Israel's new Anti-Terror Law violates Arab citizens' human rights
Adalah issued a strong response on 16 June 2016 to the Israeli Knesset's approval of the new Anti-Terror Law.
The new law, approved on 15 June 2016 by the Israeli parliament by a vote of 57 to 16, provides new tools to the Israeli authorities, incorporating severe provisions of the Emergency Regulations, which were promulgated during the British Mandate, into Israeli criminal law.
Israeli police arrest a Palestinian political activist in the city of Ramle (File photo/Mati Milstein)
The Anti-Terror Law, which is designed to further suppress the struggle of Palestinian citizens of Israel and the pursuit of their political activities in support of Palestinians living under occupation in the West Bank and the Gaza Strip, will significantly harm the rights of Palestinians detained for suspected security-related offenses.

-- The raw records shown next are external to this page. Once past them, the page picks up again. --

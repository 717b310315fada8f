//! Checked variants of the recursion schemes.
//!
//! Errors produced by caller functions are returned unchanged and stop the
//! traversal at the first failure. [`Tree::unfold_bounded`] and
//! [`exact_children`] add the only failures the crate raises itself.

use tracing::{debug, instrument};

use crate::errors::{TreeError, TreeResult};
use crate::tree::Tree;

impl<A> Tree<A> {
    /// Like [`unfold`](Self::unfold), but the generator may fail.
    #[instrument(level = "trace", skip_all)]
    pub fn try_unfold<S, I, E, G>(mut generator: G, seed: S) -> Result<Self, E>
    where
        G: FnMut(S) -> Result<(A, I), E>,
        I: IntoIterator<Item = S>,
    {
        try_unfold_node(&mut generator, seed)
    }

    /// Unfold that refuses to grow deeper than `max_depth` levels.
    ///
    /// The root sits at level 1. Instead of generating a node below the limit
    /// the whole construction fails with [`TreeError::DepthExceeded`], which
    /// turns a runaway generator into an error rather than a stack overflow.
    #[instrument(level = "trace", skip_all, fields(max_depth = max_depth))]
    pub fn unfold_bounded<S, I, G>(mut generator: G, seed: S, max_depth: usize) -> TreeResult<Self>
    where
        G: FnMut(S) -> (A, I),
        I: IntoIterator<Item = S>,
    {
        Self::try_unfold(
            |leveled| level_step(leveled, max_depth, &mut generator),
            (1, seed),
        )
        .inspect_err(|e| debug!("unfold_bounded: {}", e))
    }

    #[instrument(level = "trace", skip_all)]
    pub fn try_fold<'a, R, E, F>(&'a self, mut combiner: F) -> Result<R, E>
    where
        F: FnMut(&'a A, Vec<R>) -> Result<R, E>,
    {
        try_fold_node(self, &mut combiner)
    }

    pub fn try_map<'a, B, E, F>(&'a self, mut transform: F) -> Result<Tree<B>, E>
    where
        F: FnMut(&'a A) -> Result<B, E>,
    {
        self.try_fold(|value, children| Ok(Tree::new(transform(value)?, children)))
    }
}

/// Takes ownership of exactly `N` folded child results.
///
/// Meant for combiners that only make sense for a fixed arity, such as a
/// binary node expecting a left and a right result.
///
/// ```
/// use treegami::{exact_children, TreeError};
///
/// let [l, r] = exact_children::<_, 2>(vec![1, 2]).unwrap();
/// assert_eq!(l + r, 3);
/// assert_eq!(
///     exact_children::<i32, 2>(vec![1]),
///     Err(TreeError::Arity { expected: 2, found: 1 })
/// );
/// ```
pub fn exact_children<R, const N: usize>(children: Vec<R>) -> TreeResult<[R; N]> {
    <[R; N]>::try_from(children).map_err(|rest| TreeError::Arity {
        expected: N,
        found: rest.len(),
    })
}

/// One generator step on a seed tagged with its level.
///
/// Child seeds come back tagged with the next level. A seed past `limit`
/// fails before the generator sees it.
pub(crate) fn level_step<S, A, I>(
    (level, seed): (usize, S),
    limit: usize,
    generator: impl FnOnce(S) -> (A, I),
) -> TreeResult<(A, Vec<(usize, S)>)>
where
    I: IntoIterator<Item = S>,
{
    if level > limit {
        return Err(TreeError::DepthExceeded { limit });
    }
    let (value, seeds) = generator(seed);
    Ok((value, seeds.into_iter().map(|s| (level + 1, s)).collect()))
}

fn try_unfold_node<S, A, I, E, G>(generator: &mut G, seed: S) -> Result<Tree<A>, E>
where
    G: FnMut(S) -> Result<(A, I), E>,
    I: IntoIterator<Item = S>,
{
    let (value, seeds) = generator(seed)?;
    let children = seeds
        .into_iter()
        .map(|seed| try_unfold_node(generator, seed))
        .collect::<Result<Vec<_>, E>>()?;
    Ok(Tree::new(value, children))
}

fn try_fold_node<'a, A, R, E, F>(node: &'a Tree<A>, combiner: &mut F) -> Result<R, E>
where
    F: FnMut(&'a A, Vec<R>) -> Result<R, E>,
{
    let folded = node
        .children()
        .iter()
        .map(|child| try_fold_node(child, combiner))
        .collect::<Result<Vec<_>, E>>()?;
    combiner(&node.value, folded)
}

The new law, which spans over 100 pages in Hebrew, will allow for the widespread use of "secret evidence" by the state prosecution, thereby impeding the possibility of substantively objecting to repressive decisions based on their merits before the judiciary. The law also establishes new criminal offenses such as public expressions of support or empathy for terror organizations, and significantly increases the potential sentences for such offenses.
"This new law marks Palestinian citizens of Israel as suspects due simply to the fact that they are Arab. Methods of punishment established by the law do not align with the substantive due process principles of criminal law, among other constitutional rights protections, and stand in direct contrast to even the most basic defense of human rights. The newly-approved Anti-Terror Law integrates British Mandate-era Emergency Regulations and other emergency guidelines into the Israeli law books. It paints the political activities and expression of Arabs in Israel – including those of a social, humanitarian and charitable nature – with a hostile and war-like façade, reclassifying them as acts of terror. This law essentially criminalizes the social and political affinity that Palestinian citizens of Israel feel with the Palestinian people and their just struggle against the occupation."
In 2014, the UN Human Rights Committee in its concluding observations on Israel (para. 11) raised concerns about “the definition of terrorism, and the legal safeguards afforded to persons suspected of, or charged with, a terrorist or related crime contained in the draft law currently under consideration.” It urged Israel to ensure that the legislation fully complies with its obligations under the International Covenant on Civil and Political Rights, which Israel ratified in 1991.